The color of a light source can be unravelled into it’s principal components using a diffraction grating.
Each separate color (wavelength) is bent to a different position, resulting in a rainbow like image.
To best separate each color, a photo is taken of the light source behind a narrow slit. The resulting spectrum is an infite numbers of copies of that slit, spread out into a spectrum.
A Cokin P040 diffraction grating (240 lines per mm) was simply placed in front of a DSLR lense (5 Euros only, I was lucky, 40 Euros is a typical price), resulting in the following image:
Since air consists of 80% Nitrogen, 20% Oxygen and a small fraction of Argon, it’s spectrum should be a mix of the spectra of these atoms (some simulated spectra here). But when I look at this spectrum, I find it hard to match them. Also it lacks any hint of yellow tones, to me it is just RG&B.
For comparison I have also imaged my Nikon SB-600. I would expect a spectrum similar to Xenon, but also that does not really look like it.
For reference, these are the spectra from Joachim Koppen’s website (http://astro.u-strasbg.fr/~koppen/).
Finally an attempt to match the spectra of the air-gap flash to Oxygen and Nitrogen. It seems that the spectrum mainly consists of Nitrogen (which was to be expected). The simulated spectra of Oxygen en Nitrogen were blurred to match the resolution of the grating/slit photo.
Very cool technique!
I’ve been wondering how complete the color spectrum is with an air gap flash. I know there are some light sources like sodium vapor lamps that are completely missing some areas of the spectrum and can’t be color-corrected with a simple white balance adjustment.
There doesn’t seem to be much yellow spectrum in your test, though it’s not a gap – do you think it’s just an artifact of your diffraction grating, or is really missing? Have you tested a color target like the ColorPassport to see if it’s possible to calibrate this light source?

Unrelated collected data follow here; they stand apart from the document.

//! Newline-delimited JSON messages exchanged with the backend worker.
//!
//! ```text
//! -> {"cmd":"execute_graph","id":"req-1","graph":{..},"inputs":{..},"expected_outputs":{..},"context_options":{..}}
//! <- {"id":"req-1","ok":true,"outputs":{..}}
//! <- {"id":"req-1","ok":false,"error":{"kind":"GraphValidationError","message":".."}}
//! ```

use std::collections::BTreeMap;

use serde::{Deserialize, Serialize};
use serde_json::{Map, Value};
use wptnn_core::{graph::GraphDocument, tensor::RuntimeTensor};

use crate::{ExecutionError, Outputs};

/// Error kinds the backend reports.
pub mod error_kind {
    pub const BAD_REQUEST: &str = "BadRequestError";
    pub const GRAPH_VALIDATION: &str = "GraphValidationError";
    pub const GRAPH_CONVERSION: &str = "GraphConversionError";
    pub const RUNTIME_EXECUTION: &str = "RuntimeExecutionError";
}

/// Id the backend uses when it cannot read the request's own id.
pub const UNKNOWN_ID: &str = "unknown";

/// Payload of one `execute_graph` request.
#[derive(Debug, Clone, PartialEq, Serialize, Deserialize)]
pub struct GraphExecution {
    pub graph: GraphDocument,
    pub inputs: BTreeMap<String, RuntimeTensor>,
    #[serde(default)]
    pub expected_outputs: BTreeMap<String, RuntimeTensor>,
    #[serde(default)]
    pub context_options: Map<String, Value>,
}

impl GraphExecution {
    pub fn new(graph: GraphDocument, inputs: BTreeMap<String, RuntimeTensor>) -> Self {
        Self {
            graph,
            inputs,
            expected_outputs: BTreeMap::new(),
            context_options: Map::new(),
        }
    }

    pub fn with_expected_outputs(mut self, outputs: BTreeMap<String, RuntimeTensor>) -> Self {
        self.expected_outputs = outputs;
        self
    }

    pub fn with_context_option(mut self, key: impl Into<String>, value: impl Into<Value>) -> Self {
        self.context_options.insert(key.into(), value.into());
        self
    }
}

#[derive(Debug, Clone, PartialEq, Serialize, Deserialize)]
#[serde(tag = "cmd", rename_all = "snake_case")]
pub enum Request {
    ExecuteGraph {
        id: String,
        #[serde(flatten)]
        execution: GraphExecution,
    },
}

#[derive(Debug, Clone, PartialEq, Serialize, Deserialize)]
pub struct Response {
    pub id: String,
    pub ok: bool,
    #[serde(default, skip_serializing_if = "Option::is_none")]
    pub outputs: Option<Outputs>,
    #[serde(default, skip_serializing_if = "Option::is_none")]
    pub error: Option<ErrorPayload>,
}

#[derive(Debug, Clone, PartialEq, Serialize, Deserialize)]
pub struct ErrorPayload {
    pub kind: String,
    pub message: String,
}

impl Request {
    pub fn id(&self) -> &str {
        match self {
            Request::ExecuteGraph { id, .. } => id,
        }
    }
}

impl Response {
    pub fn success(id: impl Into<String>, outputs: Outputs) -> Self {
        Self {
            id: id.into(),
            ok: true,
            outputs: Some(outputs),
            error: None,
        }
    }

    pub fn failure(id: impl Into<String>, kind: &str, message: impl Into<String>) -> Self {
        Self {
            id: id.into(),
            ok: false,
            outputs: None,
            error: Some(ErrorPayload {
                kind: kind.to_string(),
                message: message.into(),
            }),
        }
    }

    pub fn into_result(self) -> Result<Outputs, ExecutionError> {
        match (self.ok, self.outputs, self.error) {
            (true, Some(outputs), _) => Ok(outputs),
            (true, None, _) => Err(ExecutionError::Protocol(
                format!("response '{}' has no outputs", self.id).into(),
            )),
            (false, _, Some(ErrorPayload { kind, message })) => {
                Err(ExecutionError::Backend { kind, message })
            }
            (false, _, None) => Err(ExecutionError::Backend {
                kind: "UnknownError".into(),
                message: "backend reported a failure without details".into(),
            }),
        }
    }
}

#[test]
fn request_wire_format() {
    let execution = GraphExecution::new(
        GraphDocument::default(),
        [(
            "x".to_string(),
            RuntimeTensor::from_i64(vec![1], &[i64::MAX]).unwrap(),
        )]
        .into_iter()
        .collect(),
    )
    .with_context_option("deviceType", "cpu");
    let request = Request::ExecuteGraph {
        id: "req-1".into(),
        execution,
    };
    let json = serde_json::to_value(&request).unwrap();
    assert_eq!(json["cmd"], "execute_graph");
    assert_eq!(json["id"], "req-1");
    assert_eq!(json["graph"]["format"], "webnn-graph-json");
    assert_eq!(
        json["inputs"]["x"],
        serde_json::json!({"descriptor": {"dataType": "int64", "shape": [1]}, "data": ["9223372036854775807"]})
    );
    assert_eq!(json["expected_outputs"], serde_json::json!({}));
    assert_eq!(json["context_options"]["deviceType"], "cpu");

    let back: Request = serde_json::from_value(json).unwrap();
    assert_eq!(back, request);
}

#[test]
fn response_results() {
    let ok: Response = serde_json::from_str(r#"{"id":"req-2","ok":true,"outputs":{}}"#).unwrap();
    assert_eq!(ok.into_result(), Ok(BTreeMap::new()));

    let failed: Response = serde_json::from_str(
        r#"{"id":"req-3","ok":false,"error":{"kind":"GraphValidationError","message":"bad axis"}}"#,
    )
    .unwrap();
    assert_eq!(
        failed.into_result(),
        Err(ExecutionError::Backend {
            kind: error_kind::GRAPH_VALIDATION.into(),
            message: "bad axis".into()
        })
    );

    let json = serde_json::to_string(&Response::failure("req-4", error_kind::BAD_REQUEST, "x")).unwrap();
    assert!(!json.contains("outputs"));
}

Very interesting remark! I had the same observation and did a simple check: look through the viewfinder to see the spectrum “live” when firing the flash. Even though the spectrum lasts on one microsecond, you can still have a look. And the spectrum clearly showed a range of yellow tones, like you see in the simulated nitrogen spectrum. Actually, it looked 10x more beautiful live, than on the final photo. I have used “sunny” white balance to make sure that this was not a white balance effect. I suspect the bright orange line in the nitrogen spectrum is actually yellow in real life.
My conclusion is, that an RGB sensor is not really capable of capturing monochromatic yellow. That color falls between the red and green sensors.
Looking on the internet I found that an range of different filter arrays than RGB exist:
http://en.wikipedia.org/wiki/Color_filter_array
maybe some of them do a better job at preserving yellow.